I didn’t know that bedside manner was relative to this conversation but let it go.
“When my bedside manner gets really bad, I’ll become a director of an HMO, just like you.”
He hung up.
I got my approval number and she got her surgery and her face back.
All is well.
The medical bureaucracy can be cruel and impersonal. But it is well funded and organized as evidenced by the tragedy of doctors employed to work for corporations that sabotage the efforts of other doctors who actually examine and care for patients. This is an indictment of our profession’s willingness to accept the violation of previously sacrosanct medical tradition.
I am not proud of the conversation. I don’t like confrontation. I definitely would have called the NAACP. It is a shame.
David Bowie sang it, “We can be heroes.”
In today’s healthcare environment, we must be heroes.
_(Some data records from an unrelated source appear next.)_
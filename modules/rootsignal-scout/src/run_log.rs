//! Scout run log — persisted JSON timeline of every action taken during a run.
//!
//! Each run produces a single `{DATA_DIR}/scout-runs/{region}/{run_id}.json` file
//! containing an ordered list of events with timestamps.

use std::path::PathBuf;

use anyhow::Result;
use chrono::{DateTime, Utc};
use serde::Serialize;
use tracing::info;

use crate::scout::ScoutStats;

// ---------------------------------------------------------------------------
// data_dir helper
// ---------------------------------------------------------------------------

/// Root data directory, controlled by `DATA_DIR` env var (default: `"data"`).
/// On Railway, set `DATA_DIR=/data` and mount a persistent volume there.
pub fn data_dir() -> PathBuf {
    PathBuf::from(std::env::var("DATA_DIR").unwrap_or_else(|_| "data".to_string()))
}

// ---------------------------------------------------------------------------
// RunLog
// ---------------------------------------------------------------------------

pub struct RunLog {
    pub run_id: String,
    pub region: String,
    pub started_at: DateTime<Utc>,
    events: Vec<RunEvent>,
    seq: u32,
}

#[derive(Serialize)]
struct RunEvent {
    seq: u32,
    ts: DateTime<Utc>,
    #[serde(flatten)]
    kind: EventKind,
}

#[derive(Serialize)]
#[serde(tag = "type", rename_all = "snake_case")]
pub enum EventKind {
    ReapExpired {
        gatherings: u64,
        needs: u64,
        stale: u64,
    },
    Bootstrap {
        sources_created: u64,
    },
    SearchQuery {
        query: String,
        provider: String,
        result_count: u32,
        canonical_key: String,
    },
    ScrapeUrl {
        url: String,
        strategy: String,
        success: bool,
        content_bytes: usize,
    },
    ScrapeFeed {
        url: String,
        items: u32,
    },
    SocialScrape {
        platform: String,
        identifier: String,
        post_count: u32,
    },
    SocialTopicSearch {
        platform: String,
        topics: Vec<String>,
        posts_found: u32,
    },
    LlmExtraction {
        source_url: String,
        content_chars: usize,
        signals_extracted: u32,
        implied_queries: u32,
    },
    SignalCreated {
        node_id: String,
        signal_type: String,
        title: String,
        confidence: f64,
        source_url: String,
    },
    SignalDeduplicated {
        signal_type: String,
        title: String,
        matched_id: String,
        similarity: f64,
        action: String,
    },
    SignalCorroborated {
        existing_id: String,
        signal_type: String,
        new_source_url: String,
        similarity: f64,
    },
    ExpansionQueryCollected {
        query: String,
    },
    ExpansionSourceCreated {
        canonical_key: String,
        query: String,
    },
    BudgetCheckpoint {
        spent_cents: u64,
        remaining_cents: u64,
    },
}

impl RunLog {
    pub fn new(run_id: String, region: String) -> Self {
        Self {
            run_id,
            region,
            started_at: Utc::now(),
            events: Vec::new(),
            seq: 0,
        }
    }

    pub fn log(&mut self, kind: EventKind) {
        self.events.push(RunEvent {
            seq: self.seq,
            ts: Utc::now(),
            kind,
        });
        self.seq += 1;
    }

    /// Serialize the run log to JSON and write to disk.
    /// Returns the file path on success.
    pub fn save(&self, stats: &ScoutStats) -> Result<PathBuf> {
        let dir = data_dir()
            .join("scout-runs")
            .join(&self.region);
        std::fs::create_dir_all(&dir)?;

        let path = dir.join(format!("{}.json", self.run_id));

        let output = SerializedRunLog {
            run_id: &self.run_id,
            region: &self.region,
            started_at: self.started_at,
            finished_at: Utc::now(),
            stats: SerializedStats::from(stats),
            events: &self.events,
        };

        std::fs::write(&path, serde_json::to_string_pretty(&output)?)?;
        info!(path = %path.display(), events = self.events.len(), "Scout run log saved");

        Ok(path)
    }
}

// ---------------------------------------------------------------------------
// Serialization wrappers
// ---------------------------------------------------------------------------

#[derive(Serialize)]
struct SerializedRunLog<'a> {
    run_id: &'a str,
    region: &'a str,
    started_at: DateTime<Utc>,
    finished_at: DateTime<Utc>,
    stats: SerializedStats,
    events: &'a [RunEvent],
}

#[derive(Serialize)]
struct SerializedStats {
    urls_scraped: u32,
    urls_unchanged: u32,
    urls_failed: u32,
    signals_extracted: u32,
    signals_deduplicated: u32,
    signals_stored: u32,
    social_media_posts: u32,
    expansion_queries_collected: u32,
    expansion_sources_created: u32,
}

impl From<&ScoutStats> for SerializedStats {
    fn from(s: &ScoutStats) -> Self {
        Self {
            urls_scraped: s.urls_scraped,
            urls_unchanged: s.urls_unchanged,
            urls_failed: s.urls_failed,
            signals_extracted: s.signals_extracted,
            signals_deduplicated: s.signals_deduplicated,
            signals_stored: s.signals_stored,
            social_media_posts: s.social_media_posts,
            expansion_queries_collected: s.expansion_queries_collected,
            expansion_sources_created: s.expansion_sources_created,
        }
    }
}
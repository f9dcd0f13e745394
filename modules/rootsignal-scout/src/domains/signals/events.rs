//! Signal domain events: dedup verdicts, creation, storage.

use rootsignal_common::types::NodeType;
use serde::{Deserialize, Serialize};
use uuid::Uuid;

use crate::core::aggregate::{ExtractedBatch, PendingNode};

#[derive(Debug, Clone, Serialize, Deserialize)]
#[serde(tag = "type", rename_all = "snake_case")]
pub enum SignalEvent {
    /// Extracted batch ready for dedup (triggers dedup handler).
    SignalsExtracted {
        url: String,
        canonical_key: String,
        count: u32,
        /// The extracted batch, carried as event payload for the dedup handler.
        batch: Box<ExtractedBatch>,
    },
    NewSignalAccepted {
        node_id: Uuid,
        node_type: NodeType,
        title: String,
        source_url: String,
        pending_node: Box<PendingNode>,
    },
    CrossSourceMatchDetected {
        existing_id: Uuid,
        node_type: NodeType,
        source_url: String,
        similarity: f64,
    },
    SameSourceReencountered {
        existing_id: Uuid,
        node_type: NodeType,
        source_url: String,
        similarity: f64,
    },
    DedupCompleted {
        url: String,
    },
    SignalCreated {
        node_id: Uuid,
        node_type: NodeType,
        source_url: String,
        canonical_key: String,
    },
    UrlProcessed {
        url: String,
        canonical_key: String,
        signals_created: u32,
        signals_deduplicated: u32,
    },
}

impl SignalEvent {
    pub fn event_type_str(&self) -> String {
        let variant = match self {
            Self::SignalsExtracted { .. } => "signals_extracted",
            Self::NewSignalAccepted { .. } => "new_signal_accepted",
            Self::CrossSourceMatchDetected { .. } => "cross_source_match_detected",
            Self::SameSourceReencountered { .. } => "same_source_reencountered",
            Self::DedupCompleted { .. } => "dedup_completed",
            Self::SignalCreated { .. } => "signal_created",
            Self::UrlProcessed { .. } => "url_processed",
        };
        format!("signal:{variant}")
    }

    pub fn to_persist_payload(&self) -> serde_json::Value {
        serde_json::to_value(self).expect("SignalEvent serialization should never fail")
    }
}
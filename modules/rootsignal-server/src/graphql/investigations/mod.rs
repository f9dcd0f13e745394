pub mod types;

use async_graphql::*;

use crate::graphql::auth::middleware::require_admin;
use crate::graphql::observations::types::GqlInvestigation;
use rootsignal_domains::investigations::Investigation;

#[derive(Default)]
pub struct InvestigationQuery;

#[Object]
impl InvestigationQuery {
    /// List investigations with optional status filter and pagination.
    async fn investigations(
        &self,
        ctx: &Context<'_>,
        status: Option<String>,
        #[graphql(default = 50)] limit: i32,
        #[graphql(default = 0)] offset: i32,
    ) -> Result<Vec<GqlInvestigation>> {
        require_admin(ctx)?;
        let pool = ctx.data_unchecked::<sqlx::PgPool>();
        let limit = limit.min(100) as i64;
        let offset = offset.max(0) as i64;

        let investigations = if let Some(ref status) = status {
            sqlx::query_as::<_, Investigation>(
                "SELECT * FROM investigations WHERE status = $1 ORDER BY created_at DESC LIMIT $2 OFFSET $3",
            )
            .bind(status)
            .bind(limit)
            .bind(offset)
            .fetch_all(pool)
            .await?
        } else {
            sqlx::query_as::<_, Investigation>(
                "SELECT * FROM investigations ORDER BY created_at DESC LIMIT $1 OFFSET $2",
            )
            .bind(limit)
            .bind(offset)
            .fetch_all(pool)
            .await?
        };

        Ok(investigations
            .into_iter()
            .map(GqlInvestigation::from)
            .collect())
    }

    /// Count investigations, optionally by status.
    async fn investigation_count(
        &self,
        ctx: &Context<'_>,
        status: Option<String>,
    ) -> Result<i64> {
        require_admin(ctx)?;
        let pool = ctx.data_unchecked::<sqlx::PgPool>();

        let count = if let Some(ref status) = status {
            sqlx::query_scalar::<_, i64>(
                "SELECT COUNT(*) FROM investigations WHERE status = $1",
            )
            .bind(status)
            .fetch_one(pool)
            .await?
        } else {
            sqlx::query_scalar::<_, i64>("SELECT COUNT(*) FROM investigations")
                .fetch_one(pool)
                .await?
        };

        Ok(count)
    }
}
Olaf Kroneman, MD, is a nephrologist at Henry Ford Hospital. He graduated from the Michigan State University College of Human Medicine, interned at the Mayo Clinic in Rochester, Minnesota, then attended the University of Virginia to complete a residency in internal medicine. He completed a fellowship in nephrology at Massachusetts General Hospital and Harvard Medical School. His work has appeared in literary magazines. He is also a 2018–2019 Doximity Author.